# Task to complete
Each line of the listing below that includes "HTTP" must be copied.

++++++

use thiserror::Error;

#[derive(Debug, Error)]
pub enum RepositoryError {
    #[error("Entity not found")]
    NotFound,

    #[error("Connection error: {0}")]
    ConnectionError(String),

    #[error("Unexpected HTTP status: {0}")]
    UnexpectedStatus(u16),

    #[error("Deserialization error: {0}")]
    Deserialization(String),

    #[error("Unexpected error: {0}")]
    Unexpected(String),
}

pub type RepositoryResult<T> = Result<T, RepositoryError>;

impl From<reqwest::Error> for RepositoryError {
    fn from(err: reqwest::Error) -> Self {
        if let Some(status) = err.status() {
            return if status == reqwest::StatusCode::NOT_FOUND {
                RepositoryError::NotFound
            } else {
                RepositoryError::UnexpectedStatus(status.as_u16())
            };
        }

        if err.is_decode() {
            RepositoryError::Deserialization(err.to_string())
        } else if err.is_connect() || err.is_timeout() || err.is_request() {
            RepositoryError::ConnectionError(err.to_string())
        } else {
            RepositoryError::Unexpected(format!("Unexpected HTTP client error: {err}"))
        }
    }
}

++++++

# Completed exercise
    #[error("Unexpected HTTP status: {0}")]
            RepositoryError::Unexpected(format!("Unexpected HTTP client error: {err}"))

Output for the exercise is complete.